* **How to complete this task**: Could you find every line in the records below that contains the word "chrono" and copy it?
********************
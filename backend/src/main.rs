//! Solar Placement Scoring Platform - Backend Server
//!
//! Evaluates geographic points for photovoltaic suitability and serves
//! placement scores, financial projections and AI summaries.

use std::{net::SocketAddr, sync::Arc, time::Duration};

use chrono::Utc;
use sqlx::postgres::PgPoolOptions;
use tracing_subscriber::{layer::SubscriberExt, util::SubscriberInitExt};

use sps_server::services::{
    calibrator::{HistoricObservation, RegionalCalibrator, WARM_UP_DAYS},
    HistoryStore,
};
use sps_server::{create_app, AppState, Config};

#[tokio::main]
async fn main() -> anyhow::Result<()> {
    // Initialize tracing
    tracing_subscriber::registry()
        .with(
            tracing_subscriber::EnvFilter::try_from_default_env()
                .unwrap_or_else(|_| "sps_server=debug,tower_http=debug,sqlx=warn".into()),
        )
        .with(tracing_subscriber::fmt::layer())
        .init();

    // Load configuration
    dotenvy::dotenv().ok();
    let config = Config::load()?;

    tracing::info!("Starting Solar Placement Scoring Server");
    tracing::info!("Environment: {}", config.environment);

    // Create database connection pool
    tracing::info!("Connecting to database...");
    let db_pool = PgPoolOptions::new()
        .max_connections(config.database.max_connections)
        .min_connections(config.database.min_connections)
        .acquire_timeout(Duration::from_secs(30))
        .connect(&config.database.url)
        .await?;

    tracing::info!("Database connection established");

    // Run migrations in development
    if config.environment == "development" {
        tracing::info!("Running database migrations...");
        sqlx::migrate!("./migrations").run(&db_pool).await?;
        tracing::info!("Migrations completed");
    }

    // Warm the regional calibrator from persisted history. The state is
    // not persisted across restarts; it is always rebuilt from here.
    let calibrator = Arc::new(RegionalCalibrator::new());
    let store = HistoryStore::new(db_pool.clone());
    let cutoff = Utc::now() - chrono::Duration::days(WARM_UP_DAYS);
    match store.replay_since(cutoff).await {
        Ok(records) => {
            let observations = records
                .iter()
                .map(|r| HistoricObservation {
                    created_at: r.created_at,
                    lat: r.lat,
                    lng: r.lng,
                    score: f64::from(r.score),
                })
                .collect();
            calibrator.warm_up(observations);
        }
        Err(e) => {
            tracing::warn!("calibrator warm-up replay failed ({e}), starting cold");
            calibrator.warm_up(Vec::new());
        }
    }

    // Create application state
    let port = config.server.port;
    let state = AppState::new(db_pool, config, calibrator);

    // Build application
    let app = create_app(state);

    // Start server
    let addr = SocketAddr::from(([0, 0, 0, 0], port));
    tracing::info!("Listening on {}", addr);

    let listener = tokio::net::TcpListener::bind(addr).await?;
    axum::serve(listener, app)
        .with_graceful_shutdown(shutdown_signal())
        .await?;

    Ok(())
}

/// Resolve on Ctrl-C or SIGTERM so in-flight requests can drain.
async fn shutdown_signal() {
    let ctrl_c = async {
        tokio::signal::ctrl_c()
            .await
            .expect("failed to install Ctrl-C handler");
    };

    #[cfg(unix)]
    let terminate = async {
        tokio::signal::unix::signal(tokio::signal::unix::SignalKind::terminate())
            .expect("failed to install SIGTERM handler")
            .recv()
            .await;
    };

    #[cfg(not(unix))]
    let terminate = std::future::pending::<()>();

    tokio::select! {
        _ = ctrl_c => {},
        _ = terminate => {},
    }

    tracing::info!("Shutdown signal received, draining in-flight requests");
}
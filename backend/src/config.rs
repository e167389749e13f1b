//! Configuration management for the Solar Placement Scoring platform
//!
//! Supports hierarchical configuration loading:
//! 1. Default values in code
//! 2. Configuration files (development.toml, production.toml)
//! 3. Environment variable overrides with SPS_ prefix

use config::{ConfigError, Environment, File};
use serde::Deserialize;

/// Main application configuration
#[derive(Debug, Deserialize, Clone)]
pub struct Config {
    /// Current environment (development, production)
    pub environment: String,

    /// Server configuration
    pub server: ServerConfig,

    /// Database configuration
    pub database: DatabaseConfig,

    /// External data provider configuration
    pub providers: ProviderConfig,

    /// AI summarizer configuration
    pub summarizer: SummarizerConfig,
}

#[derive(Debug, Deserialize, Clone)]
pub struct ServerConfig {
    /// Server port
    pub port: u16,

    /// Server host
    pub host: String,

    /// Soft per-request deadline; exceeding it is logged
    pub soft_deadline_secs: u64,

    /// Hard per-request deadline; exceeding it fails with 504
    pub hard_deadline_secs: u64,
}

#[derive(Debug, Deserialize, Clone)]
pub struct DatabaseConfig {
    /// PostgreSQL connection URL
    pub url: String,

    /// Maximum number of connections in the pool
    pub max_connections: u32,

    /// Minimum number of connections in the pool
    pub min_connections: u32,
}

#[derive(Debug, Deserialize, Clone)]
pub struct ProviderConfig {
    /// Solar irradiance API base URL (daily and climatology endpoints)
    pub solar_base_url: String,

    /// Weather API base URL
    pub weather_base_url: String,

    /// Primary elevation API base URL (batch GET)
    pub elevation_base_url: String,

    /// Primary elevation API key; empty skips straight to the secondary
    pub elevation_api_key: String,

    /// Secondary elevation API base URL (batch POST)
    pub elevation_fallback_url: String,

    /// Hard timeout applied independently to each provider fetch
    pub timeout_secs: u64,
}

#[derive(Debug, Deserialize, Clone)]
pub struct SummarizerConfig {
    /// Generative API base URL
    pub base_url: String,

    /// API key; empty selects the deterministic template
    pub api_key: String,

    /// Deadline for one summary generation
    pub deadline_secs: u64,
}

impl Config {
    /// Load configuration from files and environment variables
    pub fn load() -> Result<Self, ConfigError> {
        let environment = std::env::var("SPS_ENVIRONMENT").unwrap_or_else(|_| "development".into());

        let config = config::Config::builder()
            // Start with default values
            .set_default("environment", environment.clone())?
            .set_default("server.port", 8000)?
            .set_default("server.host", "0.0.0.0")?
            .set_default("server.soft_deadline_secs", 30)?
            .set_default("server.hard_deadline_secs", 60)?
            .set_default("database.max_connections", 10)?
            .set_default("database.min_connections", 2)?
            .set_default(
                "providers.solar_base_url",
                "https://power.larc.nasa.gov/api/temporal",
            )?
            .set_default(
                "providers.weather_base_url",
                "https://api.open-meteo.com/v1",
            )?
            .set_default(
                "providers.elevation_base_url",
                "https://maps.googleapis.com/maps/api/elevation/json",
            )?
            .set_default("providers.elevation_api_key", "")?
            .set_default(
                "providers.elevation_fallback_url",
                "https://api.open-elevation.com/api/v1/lookup",
            )?
            .set_default("providers.timeout_secs", 8)?
            .set_default(
                "summarizer.base_url",
                "https://generativelanguage.googleapis.com/v1beta",
            )?
            .set_default("summarizer.api_key", "")?
            .set_default("summarizer.deadline_secs", 5)?
            // Load environment-specific config file
            .add_source(File::with_name(&format!("config/{}", environment)).required(false))
            // Override with environment variables (SPS_ prefix)
            .add_source(
                Environment::with_prefix("SPS")
                    .separator("__")
                    .try_parsing(true),
            )
            .build()?;

        config.try_deserialize()
    }
}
********************
* **Exercise output**:
use chrono::Utc;
    let cutoff = Utc::now() - chrono::Duration::days(WARM_UP_DAYS);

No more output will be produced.